Franklin Graham: Japan disaster could mean end is near
Franklin Graham suggested the earthquake in Japan could be a sign of the end times.
March 21st, 2011
04:20 PM ET

Franklin Graham: Japan disaster could mean end is near

By Eric Marrapodi, CNN Belief Blog Co-Editor

The Rev. Franklin Graham says the earthquake and tsunami in Japan could be a sign of the end times. The key word there is could. The founder of the Samaritan's Purse charity told Newsmax on Friday:

What are the signs of [Christ’s] second coming? War and famine and earthquakes … escalating like labor pains. ... Maybe this is it, I don’t know. We should pray and be vigilant. The Bible teaches us Jesus is going to return someday. Many of us we believe that day is sooner rather than later. 

Graham, the son of famed evangelist Billy Graham, is paraphrasing from the Gospel of Matthew in the New Testament. In Chapter 24, Jesus is leaving the temple in Jerusalem and predicts its destruction. His disciples ask when it will happen, and he answers:

You will hear of wars and rumors of wars, but see to it that you are not alarmed. Such things must happen, but the end is still to come. Nation will rise against nation, and kingdom against kingdom. There will be famines and earthquakes in various places. All these are the beginning of birth pains. 

There are several schools of thought in the Christian tradition on this passage. One suggests Jesus is talking about the coming destruction of the temple by the Romans; others view it as a warning sign of the end times.

Throughout the course of Christian history, many have read the words of Jesus into their own time. Graham is certainly not alone in his interpretation of the passage, nor is he outside the mainstream of most Christian traditions by hedging his assertion with "maybe" and "I don't know" instead of giving a definitive, "This is the end!"

The Rev. Tom Stegman says there are many ways to read the passage in Matthew 24. A Jesuit priest and associate professor of New Testament at Boston College, Stegman agrees with Graham that Christians ought to remain vigilant in how they live their lives so they line up with Christ's teaching.

“I don’t question anyone’s motivation. However, the history of interpretation of apocalyptic texts and Jesus' speculation about the end in Mark 13 ought to give us pause in involving ourselves too much in speculation of the end times,” Stegman told CNN.

Darrell Bock, a research professor of New Testament Studies at Dallas Theological Seminary, said the passage is one repeated in Mark and Luke as well. But, Bock said, “Matthew is the clearest when talking about the end because of the way the questions start off the discourse at the beginning of the passage.”

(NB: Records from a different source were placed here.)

use crate::dns::{NameError, UnknownRecordType};
use thiserror::Error;

/// Failures of the checker's collaborators.
///
/// Rule violations found in a zone are never reported through this type; they
/// end up as diagnostics in the zone report.
#[derive(Error, Debug, Clone)]
pub enum CheckError {
    #[error("Backend error: {0}")]
    Backend(String),

    #[error("Zone not found: {0}")]
    ZoneNotFound(String),

    #[error("Invalid domain name: {0}")]
    InvalidName(#[from] NameError),

    #[error(transparent)]
    UnknownType(#[from] UnknownRecordType),

    #[error("Configuration error: {0}")]
    Config(#[from] ConfigError),
}

#[derive(Error, Debug, Clone, PartialEq)]
pub enum ConfigError {
    #[error("IO error: {0}")]
    Io(String),

    #[error("Configuration parse error: {0}")]
    Parse(String),

    #[error("Invalid value for {key}: {value}")]
    InvalidValue { key: String, value: String },

    #[error("Invalid NSEC3 apex length limit: {0} (must be between 1 and 255)")]
    InvalidNsec3Limit(usize),
}

impl From<std::io::Error> for ConfigError {
    fn from(err: std::io::Error) -> Self {
        ConfigError::Io(err.to_string())
    }
}

pub type Result<T> = std::result::Result<T, CheckError>;
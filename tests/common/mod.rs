//! Common test utilities for the zone checker tests

#![allow(dead_code)] // These functions are used by various test files

use checkzone::{
    DomainName, DnssecState, ResourceRecord, ZoneReport, ZoneState, check_zone,
    zone::{Diagnostic, MemoryBackend, Severity},
};
use std::sync::Once;

pub const APEX: &str = "example.com";
pub const DEFAULT_TTL: u32 = 3600;
pub const SOA_CONTENT: &str = "ns1.example.com hostmaster.example.com 2024010101 3600 900 604800 86400";

static INIT_LOGGING: Once = Once::new();

/// Route tracing output to the test writer, filtered by `RUST_LOG`
pub fn init_test_logging() {
    INIT_LOGGING.call_once(|| {
        let _ = tracing_subscriber::fmt()
            .with_env_filter(tracing_subscriber::EnvFilter::from_default_env())
            .with_test_writer()
            .try_init();
    });
}

pub fn name(text: &str) -> DomainName {
    DomainName::parse(text).unwrap()
}

/// Authoritative record with the default TTL
pub fn record(owner: &str, rtype: &str, content: &str) -> ResourceRecord {
    record_with_ttl(owner, rtype, content, DEFAULT_TTL)
}

pub fn record_with_ttl(owner: &str, rtype: &str, content: &str, ttl: u32) -> ResourceRecord {
    ResourceRecord::from_text(owner, rtype, content, ttl).unwrap()
}

pub fn zone_state() -> ZoneState {
    ZoneState::new(name(APEX), DEFAULT_TTL)
}

/// SOA, apex NS and its glue: a zone without findings
pub fn baseline_records() -> Vec<ResourceRecord> {
    vec![
        record(APEX, "SOA", SOA_CONTENT),
        record(APEX, "NS", "ns1.example.com"),
        record("ns1.example.com", "A", "192.0.2.1"),
    ]
}

/// Baseline records followed by `extra`
pub fn zone_with(extra: Vec<ResourceRecord>) -> Vec<ResourceRecord> {
    let mut records = baseline_records();
    records.extend(extra);
    records
}

pub fn check(records: &[ResourceRecord]) -> ZoneReport {
    check_with(&DnssecState::insecure(), records)
}

pub fn check_with(dnssec: &DnssecState, records: &[ResourceRecord]) -> ZoneReport {
    init_test_logging();
    check_zone(dnssec, &zone_state(), records, false)
}

/// Diagnostics of `report` whose message contains `needle`
pub fn matching<'a>(report: &'a ZoneReport, needle: &str) -> Vec<&'a Diagnostic> {
    report
        .diagnostics
        .iter()
        .filter(|d| d.message.contains(needle))
        .collect()
}

/// Assert exactly one diagnostic mentions `needle` and it has `severity`
pub fn assert_single(report: &ZoneReport, needle: &str, severity: Severity) {
    let found = matching(report, needle);
    assert_eq!(
        found.len(),
        1,
        "expected one diagnostic containing {:?}, got {:#?}",
        needle,
        report.diagnostics
    );
    assert_eq!(found[0].severity, severity, "{}", found[0]);
}

pub fn assert_clean(report: &ZoneReport) {
    assert!(
        report.diagnostics.is_empty(),
        "expected no diagnostics, got {:#?}",
        report.diagnostics
    );
}

/// A backend serving the baseline zone
pub fn baseline_backend() -> MemoryBackend {
    let backend = MemoryBackend::new();
    let apex = name(APEX);
    backend.add_zone(apex.clone(), DEFAULT_TTL);
    for record in baseline_records() {
        backend.add_record(&apex, record).unwrap();
    }
    backend
}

Bock said the text Graham quoted from is layered. Unlike other apocalyptic texts like the Book of Daniel or Revelation, which many Christians believe prophesy the end times in vivid detail, here Jesus has more than one goal.

“I think you have to be careful. Jesus is trying to do two things at once,” Bock said. Jesus is talking about the end times and using these examples “to create in people a responsibility of not knowing when the end will come.”

"[Jesus] is telling [his disciples] to persevere because they don’t know when the end will be," Bock said. “It’s never an attempt to have us calendar out when the end is going to happen.

“I actually think what Graham is doing is raising the accountability issue,” Bock added.

Eddie Gibbs, a professor of church growth at Fuller Theological Seminary, told CNN Graham could represent "a particular segment of the evangelical movement that thinks the end is near."

"My response would be to say the Matthew 24 passage in fact relates to every period of history. There have always been catastrophic earthquakes," Gibbs said.

"The many natural catastrophes that occur are really warning sings to us that life is fragile. I think modern people need that warning. When these awful things happen, it is a reminder that nature is far, far more powerful than our ability to control it."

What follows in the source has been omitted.